Former New York Mayor Michael Bloomberg, left, Chairman of the Sept. 11 Museum, with museum President Joe Daniels, addresses a news conference in the venue, in New York, Wednesday, May 14, 2014. Leaders of the soon-to-open Sept. 11 museum are portraying it as a monument to unity and resilience. (AP Photo)
(AP) - The museum devoted to the story of Sept. 11 tells it in victims' last voicemails, in photos of people falling from the twin towers, in the scream of sirens, in the dust-covered shoes of those who fled the skyscrapers' collapse, in the wristwatch of one of the airline passengers who confronted the hijackers.
By turns chilling and heartbreaking, a place of both deathly silence and distressing sounds, the National September 11 Memorial Museum opens this week deep beneath ground zero, 12½ years after the terrorist attacks.
The project was marked by construction problems, financial squabbles and disputes over the appropriate way to honor the nearly 3,000 people killed in New York, Washington and the Pennsylvania countryside.
Whatever the challenges in conceiving it, "you won't walk out of this museum without a feeling that you understand humanity in a deeper way. And for a museum, if we can achieve that objective, we've done our job," museum President Joe Daniels said Wednesday.
The privately operated museum - built along with the memorial plaza above for $700 million in private donations and tax dollars - will be dedicated Thursday with a visit from President Barack Obama and will be open initially to victims' families, survivors and first responders. It will open to the public May 21.
Charles G. Wolf, who lost his wife, Katherine, planned to be at the ceremonial opening.
"I'm looking forward to tomorrow, and I'm dreading tomorrow," he said Wednesday. "It brings everything up."
Visitors start in an airy pavilion where the rusted tops of two of the World Trade Center's trident-shaped columns shoot upward. From there, stairs and ramps lead visitors on an unsettling journey into 9/11.
First, a dark corridor is filled with the voices of people remembering the day. Then visitors find themselves looking over a cavernous space, 70 feet below ground, at the last steel column removed during the ground zero cleanup - a totem covered with the numbers of police precincts and firehouses and other messages.
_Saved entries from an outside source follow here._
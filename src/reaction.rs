//! Reactions decoded from RInChI strings.
//!
//! A RInChI packs up to three groups of InChIs (joined by `<>`, components
//! joined by `!`) followed by an optional direction layer (`/d+`, `/d-`,
//! `/d=`) and an optional no-structure layer (`/u1-0-0`). The direction
//! decides which of the first two groups hold the reactants; the third
//! group always holds the agents.

use std::fmt::Display;

use bit_set::BitSet;
use clap::ValueEnum;
use log::debug;

use crate::{
    error::ParseError,
    histogram::Histogram,
    molecule::{Element, Hybridization, Molecule},
    rings::RingWord,
    vf2::Matcher,
};

/// Weight of a product/reactant difference in a reaction fingerprint.
const NON_AGENT_WEIGHT: i64 = 10;

/// Weight of an agent in a reaction fingerprint.
const AGENT_WEIGHT: i64 = 1;

/// Reaction direction as given by the `/d` layer.
#[derive(Debug, Copy, Clone, PartialEq, Eq, Hash, Default)]
pub enum Direction {
    /// `/d+`: the first group reacts to give the second.
    Forward,
    /// `/d-`: the second group reacts to give the first.
    Backward,
    /// `/d=`
    Equilibrium,
    /// No direction layer.
    #[default]
    Unspecified,
}

impl Direction {
    /// Return `true` if reactants and products are known apart.
    pub fn is_directed(&self) -> bool {
        matches!(self, Direction::Forward | Direction::Backward)
    }
}

impl Display for Direction {
    fn fmt(&self, f: &mut std::fmt::Formatter<'_>) -> std::fmt::Result {
        let c = match self {
            Direction::Forward => "+",
            Direction::Backward => "-",
            Direction::Equilibrium => "=",
            Direction::Unspecified => "",
        };
        write!(f, "{c}")
    }
}
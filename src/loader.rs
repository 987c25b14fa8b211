//! Split InChI identifiers into layers and parse the simple ones.
//!
//! An InChI is a `/`-separated list of layers: the version header, the
//! formula, then prefixed layers such as `c` (connectivity), `h`
//! (hydrogens), `b` and `t` (double-bond and tetrahedral stereo) and `i`
//! (isotopes). Composite InChIs describe several
//! disconnected components at once; [`split_composite`] turns them into one
//! InChI per component.

use crate::{
    error::{ParseError, MAX_ATOMS},
    histogram::Histogram,
    molecule::Element,
};

/// The layers of a single-component InChI that the molecular graph needs.
/// Each layer is given without its one-letter prefix.
#[derive(Debug, Clone, PartialEq, Eq)]
pub struct Layers<'a> {
    pub version: &'a str,
    pub formula: &'a str,
    pub connectivity: Option<&'a str>,
    pub hydrogens: Option<&'a str>,
    pub stereo_bonds: Option<&'a str>,
    pub stereo_atoms: Option<&'a str>,
    pub isotopic: Option<&'a str>,
}

/// Parity of a stereocentre.
#[derive(Debug, Copy, Clone, PartialEq, Eq, Hash)]
pub enum Parity {
    /// `+`
    Even,
    /// `-`
    Odd,
    /// `u`: the centre exists but its configuration is unknown.
    Unknown,
    /// `?`: the configuration was left out.
    Undefined,
}

impl Parity {
    /// Return `true` for `+` and `-`.
    pub fn is_well_defined(self) -> bool {
        matches!(self, Parity::Even | Parity::Odd)
    }
}

/// One entry of a `b` or `t` layer: the atoms it names (the two ends of a
/// double bond, or one tetrahedral centre) and its parity.
#[derive(Debug, Clone, PartialEq, Eq)]
pub struct StereoCentre {
    pub atoms: Vec<u32>,
    pub parity: Parity,
}

/// Fixed and mobile hydrogens decoded from an `h` layer.
#[derive(Debug, Clone, Default, PartialEq, Eq)]
pub struct HydrogenLayer {
    /// `(atom, proton count)` pairs.
    pub fixed: Vec<(u32, u32)>,
    /// Atoms sharing mobile protons.
    pub mobile: Vec<u32>,
}

/// Split an InChI into its layers. Only the first layer with a given prefix
/// is used, so the isotopic sublayers never shadow the main ones.
pub fn split_layers(inchi: &str) -> Result<Layers<'_>, ParseError> {
    let not_inchi = || ParseError::NotAnInchi(inchi.to_string());

    let body = inchi.trim().strip_prefix("InChI=").ok_or_else(not_inchi)?;
    let mut layers = body.split('/');
    let version = layers.next().filter(|v| !v.is_empty()).ok_or_else(not_inchi)?;
    let formula = layers.next().filter(|f| !f.is_empty()).ok_or_else(not_inchi)?;

    let mut out = Layers {
        version,
        formula,
        connectivity: None,
        hydrogens: None,
        stereo_bonds: None,
        stereo_atoms: None,
        isotopic: None,
    };
    for layer in layers {
        let slot = match layer.as_bytes().first() {
            Some(b'c') => &mut out.connectivity,
            Some(b'h') => &mut out.hydrogens,
            Some(b'b') => &mut out.stereo_bonds,
            Some(b't') => &mut out.stereo_atoms,
            Some(b'i') => &mut out.isotopic,
            _ => continue,
        };
        if slot.is_none() {
            *slot = Some(&layer[1..]);
        }
    }
    Ok(out)
}

/// Return `true` if the InChI describes more than one component.
pub fn is_composite(inchi: &str) -> bool {
    if inchi.contains([';', '*']) {
        return true;
    }
    inchi
        .split('/')
        .nth(1)
        .is_some_and(|f| f.contains('.') || f.starts_with(|c: char| c.is_ascii_digit()))
}

/// Split a composite InChI into one InChI per component, expanding
/// stoichiometric multiples (`2C6H6` in the formula, `2*` in other layers).
/// A simple InChI is returned unchanged.
pub fn split_composite(inchi: &str) -> Result<Vec<String>, ParseError> {
    let inchi = inchi.trim();
    if !is_composite(inchi) {
        return Ok(vec![inchi.to_string()]);
    }

    let mut layers = inchi.split('/');
    let header = layers.next().ok_or_else(|| ParseError::NotAnInchi(inchi.to_string()))?;
    let formula = layers
        .next()
        .ok_or_else(|| ParseError::NotAnInchi(inchi.to_string()))?;

    // One column per layer, one row per component.
    let mut columns = vec![expand_multiples(formula.split('.'), |part| {
        let digits = part.len() - part.trim_start_matches(|c: char| c.is_ascii_digit()).len();
        (digits > 0).then(|| (&part[..digits], &part[digits..]))
    })?];

    for layer in layers {
        let Some(prefix) = layer.chars().next() else {
            continue;
        };
        let body = &layer[prefix.len_utf8()..];
        let components = expand_multiples(body.split(';'), |part| part.split_once('*'))?;
        columns.push(
            components
                .into_iter()
                .map(|c| if c.is_empty() { c } else { format!("{prefix}{c}") })
                .collect(),
        );
    }

    let count = columns.iter().map(Vec::len).max().unwrap_or(0);
    Ok((0..count)
        .map(|i| {
            columns
                .iter()
                .filter_map(|column| column.get(i))
                .filter(|part| !part.is_empty())
                .map(String::as_str)
                .collect::<Vec<_>>()
        })
        .filter(|parts| !parts.is_empty())
        .map(|parts| format!("{header}/{}", parts.join("/")))
        .collect())
}
//! Minimum cycle basis of a molecular graph.
//!
//! Cycles are handled as bit sets over edge indices, so that the symmetric
//! difference of two cycles is a bitwise XOR and independence is decided by
//! Gaussian elimination over GF(2). Candidates are the shortest cycle
//! through each edge, taken shortest first while they add to the rank. When
//! those do not span the cycle space, the fundamental cycles of a
//! breadth-first tree rooted at every atom are added and the selection is
//! rerun; that set contains Horton's candidates, so the result is still a
//! minimum basis.

use std::{
    collections::{BTreeMap, HashMap, VecDeque},
    fmt::Display,
    str::FromStr,
};

use bit_set::BitSet;
use log::{debug, warn};
use petgraph::{
    graph::{EdgeIndex, NodeIndex},
    visit::EdgeRef,
};

use crate::{
    error::ParseError,
    molecule::{AtomLike, Element, Index, MGraph, Molecule},
};

/// One ring of the basis: atom numbers in the order they are met walking
/// around the cycle, starting from the smallest and heading to its smaller
/// neighbor.
#[derive(Debug, Clone, PartialEq, Eq, Hash)]
pub struct Ring {
    atoms: Vec<u32>,
}

impl Ring {
    pub fn atoms(&self) -> &[u32] {
        &self.atoms
    }

    pub fn len(&self) -> usize {
        self.atoms.len()
    }

    pub fn is_empty(&self) -> bool {
        self.atoms.is_empty()
    }

    /// Return the elements around this ring, in walk order.
    pub fn word(&self, mol: &Molecule) -> RingWord {
        RingWord(
            self.atoms
                .iter()
                .filter_map(|&i| mol.atom(i))
                .map(|atom| atom.element())
                .collect(),
        )
    }

    /// Turn an edge bit set into a ring. Falls back to sorted atom numbers
    /// if the edges do not form a single simple cycle.
    fn from_cycle(graph: &MGraph, cycle: &BitSet) -> Self {
        let mut adjacent: BTreeMap<u32, Vec<u32>> = BTreeMap::new();
        for e in cycle.iter() {
            if let Some((a, b)) = graph.edge_endpoints(EdgeIndex::new(e)) {
                let (a, b) = (atom_number(a), atom_number(b));
                adjacent.entry(a).or_default().push(b);
                adjacent.entry(b).or_default().push(a);
            }
        }

        let atoms = walk(&adjacent).unwrap_or_else(|| adjacent.keys().copied().collect());
        Self { atoms }
    }
}

fn walk(adjacent: &BTreeMap<u32, Vec<u32>>) -> Option<Vec<u32>> {
    if adjacent.values().any(|n| n.len() != 2) {
        return None;
    }

    let (&start, first) = adjacent.iter().next()?;
    let mut ring = vec![start];
    let (mut prev, mut node) = (start, first[0].min(first[1]));
    while node != start {
        ring.push(node);
        let neighbors = adjacent.get(&node)?;
        let next = if neighbors[0] == prev {
            neighbors[1]
        } else {
            neighbors[0]
        };
        (prev, node) = (node, next);
    }

    (ring.len() == adjacent.len()).then_some(ring)
}

/// The element sequence of a ring. Two words describe the same kind of
/// ring if one is a rotation or reflection of the other.
#[derive(Debug, Clone, PartialEq, Eq, PartialOrd, Ord, Hash)]
pub struct RingWord(Vec<Element>);

impl RingWord {
    pub fn new(elements: Vec<Element>) -> Self {
        Self(elements)
    }

    pub fn elements(&self) -> &[Element] {
        &self.0
    }

    /// Return the representative of this word's class: the rotation or
    /// reflection whose symbols sort first.
    pub fn canonical(&self) -> Self {
        let symbols = |w: &[Element]| w.iter().map(Element::symbol).collect::<Vec<_>>();
        let reversed: Vec<Element> = self.0.iter().rev().copied().collect();

        let mut best = self.0.clone();
        for word in [&self.0, &reversed] {
            for r in 0..word.len() {
                let rotated: Vec<Element> = word[r..].iter().chain(&word[..r]).copied().collect();
                if symbols(&rotated) < symbols(&best) {
                    best = rotated;
                }
            }
        }
        Self(best)
    }
}

impl Display for RingWord {
    fn fmt(&self, f: &mut std::fmt::Formatter<'_>) -> std::fmt::Result {
        for element in &self.0 {
            write!(f, "{}", element.symbol())?;
        }
        Ok(())
    }
}

impl FromStr for RingWord {
    type Err = ParseError;

    /// Parse a run of element symbols such as `CCCCCN` or `CCOCl`.
    fn from_str(s: &str) -> Result<Self, Self::Err> {
        let mut elements = Vec::new();
        let mut rest = s.trim();
        while let Some(c) = rest.chars().next() {
            if !c.is_ascii_uppercase() {
                return Err(ParseError::UnknownElement(rest.to_string()));
            }
            let len = 1 + rest[1..]
                .chars()
                .take_while(|l| l.is_ascii_lowercase())
                .count();
            let symbol = &rest[..len];
            let element = symbol
                .parse::<Element>()
                .map_err(|_| ParseError::UnknownElement(symbol.to_string()))?;
            elements.push(element);
            rest = &rest[len..];
        }

        if elements.is_empty() {
            return Err(ParseError::UnknownElement(s.to_string()));
        }
        Ok(Self(elements))
    }
}

/// Return the number of independent cycles: the non-tree edges of a
/// depth-first spanning forest, i.e. `|E| - |V| + 1` for a connected
/// molecule.
pub fn ring_count_target(mol: &Molecule) -> usize {
    let graph = mol.graph();
    SpanningForest::depth_first(graph)
        .non_tree_edges(graph)
        .count()
}

/// Compute a minimum cycle basis. Disconnected molecules are not supported
/// and yield no rings.
pub fn minimum_cycle_basis(mol: &Molecule) -> Vec<Ring> {
    let graph = mol.graph();
    let target = ring_count_target(mol);
    if target == 0 {
        return Vec::new();
    }
    if !mol.is_connected() {
        warn!(
            "{} is disconnected; ring perception skipped",
            mol.inchi().unwrap_or("molecule")
        );
        return Vec::new();
    }

    let mut candidates: Vec<BitSet> = graph
        .edge_indices()
        .filter_map(|e| shortest_cycle_through(graph, e))
        .collect();
    candidates.sort_by_key(|c| c.len());
    let mut basis = select(&candidates, target);

    if basis.len() < target {
        debug!(
            "shortest cycles give {} of {target} rings; adding tree cycles",
            basis.len()
        );
        for root in graph.node_indices() {
            let tree = SpanningForest::breadth_first(graph, root);
            candidates.extend(
                tree.non_tree_edges(graph)
                    .filter_map(|e| tree.cycle_through(graph, e)),
            );
        }
        candidates.sort_by_key(|c| c.len());
        basis = select(&candidates, target);
    }

    debug!("found {} of {target} rings", basis.len());
    basis.iter().map(|c| Ring::from_cycle(graph, c)).collect()
}

/// Return one ring per non-tree edge of a depth-first spanning forest.
/// These always form a basis, though not necessarily a minimum one.
pub fn fundamental_rings(mol: &Molecule) -> Vec<Ring> {
    let graph = mol.graph();
    let forest = SpanningForest::depth_first(graph);
    forest
        .non_tree_edges(graph)
        .filter_map(|e| forest.cycle_through(graph, e))
        .map(|c| Ring::from_cycle(graph, &c))
        .collect()
}

fn atom_number(node: NodeIndex<Index>) -> u32 {
    node.index() as u32 + 1
}

/// Edges incident to `node`, each paired with the node at its other end.
fn incident(
    graph: &MGraph,
    node: NodeIndex<Index>,
) -> impl Iterator<Item = (EdgeIndex<Index>, NodeIndex<Index>)> + '_ {
    graph.edges(node).map(move |e| {
        let next = if e.source() == node {
            e.target()
        } else {
            e.source()
        };
        (e.id(), next)
    })
}

/// Breadth-first search for the shortest path between the endpoints of
/// `edge` that avoids `edge` itself. The path plus the edge is a cycle.
fn shortest_cycle_through(graph: &MGraph, edge: EdgeIndex<Index>) -> Option<BitSet> {
    let (start, goal) = graph.edge_endpoints(edge)?;

    let mut via = vec![None; graph.node_count()];
    let mut seen = BitSet::with_capacity(graph.node_count());
    let mut queue = VecDeque::from([start]);
    seen.insert(start.index());

    while let Some(node) = queue.pop_front() {
        if node == goal {
            break;
        }
        for (e, next) in incident(graph, node) {
            if e == edge || !seen.insert(next.index()) {
                continue;
            }
            via[next.index()] = Some((node, e));
            queue.push_back(next);
        }
    }
    if !seen.contains(goal.index()) {
        return None;
    }

    let mut cycle = BitSet::with_capacity(graph.edge_count());
    cycle.insert(edge.index());
    let mut node = goal;
    while let Some((prev, e)) = via[node.index()] {
        cycle.insert(e.index());
        node = prev;
    }
    Some(cycle)
}

/// Greedily take candidates, in order, that are independent of the ones
/// already taken.
fn select(candidates: &[BitSet], target: usize) -> Vec<BitSet> {
    let mut space = CycleSpace::default();
    let mut basis = Vec::with_capacity(target);
    for cycle in candidates {
        if basis.len() == target {
            break;
        }
        if space.insert(cycle) {
            basis.push(cycle.clone());
        }
    }
    basis
}

/// Row-reduced cycle vectors over GF(2), keyed by their lowest set bit.
#[derive(Default)]
struct CycleSpace {
    rows: HashMap<usize, BitSet>,
}

impl CycleSpace {
    /// Add `cycle` if it is independent of the rows so far. Returns `true`
    /// if the rank went up.
    fn insert(&mut self, cycle: &BitSet) -> bool {
        let mut v = cycle.clone();
        loop {
            let Some(pivot) = v.iter().next() else {
                return false;
            };
            if let Some(row) = self.rows.get(&pivot) {
                v.symmetric_difference_with(row);
                continue;
            }
            self.rows.insert(pivot, v);
            return true;
        }
    }
}

/// A spanning forest stored as parent links.
struct SpanningForest {
    parent: Vec<Option<(NodeIndex<Index>, EdgeIndex<Index>)>>,
    tree: BitSet,
}

impl SpanningForest {
    fn empty(graph: &MGraph) -> Self {
        Self {
            parent: vec![None; graph.node_count()],
            tree: BitSet::with_capacity(graph.edge_count()),
        }
    }

    /// Depth-first forest, each tree rooted at its lowest-numbered atom.
    fn depth_first(graph: &MGraph) -> Self {
        let mut forest = Self::empty(graph);
        let mut visited = BitSet::with_capacity(graph.node_count());

        for root in graph.node_indices() {
            let mut stack = vec![(root, None)];
            while let Some((node, via)) = stack.pop() {
                if !visited.insert(node.index()) {
                    continue;
                }
                if let Some((from, edge)) = via {
                    forest.link(node, from, edge);
                }
                for (edge, next) in incident(graph, node) {
                    if !visited.contains(next.index()) {
                        stack.push((next, Some((node, edge))));
                    }
                }
            }
        }
        forest
    }

    /// Breadth-first tree of the component containing `root`.
    fn breadth_first(graph: &MGraph, root: NodeIndex<Index>) -> Self {
        let mut forest = Self::empty(graph);
        let mut visited = BitSet::with_capacity(graph.node_count());
        let mut queue = VecDeque::from([root]);
        visited.insert(root.index());

        while let Some(node) = queue.pop_front() {
            for (edge, next) in incident(graph, node) {
                if visited.insert(next.index()) {
                    forest.link(next, node, edge);
                    queue.push_back(next);
                }
            }
        }
        forest
    }

    fn link(&mut self, node: NodeIndex<Index>, parent: NodeIndex<Index>, edge: EdgeIndex<Index>) {
        self.parent[node.index()] = Some((parent, edge));
        self.tree.insert(edge.index());
    }

    fn path_to_root(&self, mut node: NodeIndex<Index>) -> BitSet {
        let mut path = BitSet::new();
        while let Some((up, edge)) = self.parent[node.index()] {
            path.insert(edge.index());
            node = up;
        }
        path
    }

    /// Edges not in the forest. Only meaningful within the spanned
    /// component for a breadth-first tree.
    fn non_tree_edges<'a>(
        &'a self,
        graph: &'a MGraph,
    ) -> impl Iterator<Item = EdgeIndex<Index>> + 'a {
        graph.edge_indices().filter(|e| !self.tree.contains(e.index()))
    }

    /// The cycle closed by a non-tree edge. The two root paths share their
    /// upper part, which cancels out.
    fn cycle_through(&self, graph: &MGraph, edge: EdgeIndex<Index>) -> Option<BitSet> {
        let (a, b) = graph.edge_endpoints(edge)?;
        let mut cycle = self.path_to_root(a);
        cycle.symmetric_difference_with(&self.path_to_root(b));
        cycle.insert(edge.index());
        Some(cycle)
    }
}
Descend farther - past the battered "survivors' staircase" that hundreds used to escape the burning towers - and there are such artifacts as a mangled piece of the antenna from atop the trade center and a fire truck with its cab shorn off.
And then, through a revolving door, visitors are plunged into the chaos of Sept. 11: fragments of planes, a teddy bear left at the impromptu memorials that arose after the attacks, the sounds of emergency radio transmissions and office workers calling loved ones.
"We wanted a very gradual, quiet descent, for that connection to actually emerge," said Carl Krebs, an architect on the project.
The project recently faced objections about how Muslims are depicted in a documentary film, and complaints from some victims' relatives about the decision to place unidentified remains behind a wall at the site.
"I'm still processing" the impact of seeing the museum, said Anthony Garner, who lost his brother Harvey on 9/11 and visited on Wednesday. He said it will show visitors "that they're in a very sacred place and a very historic place.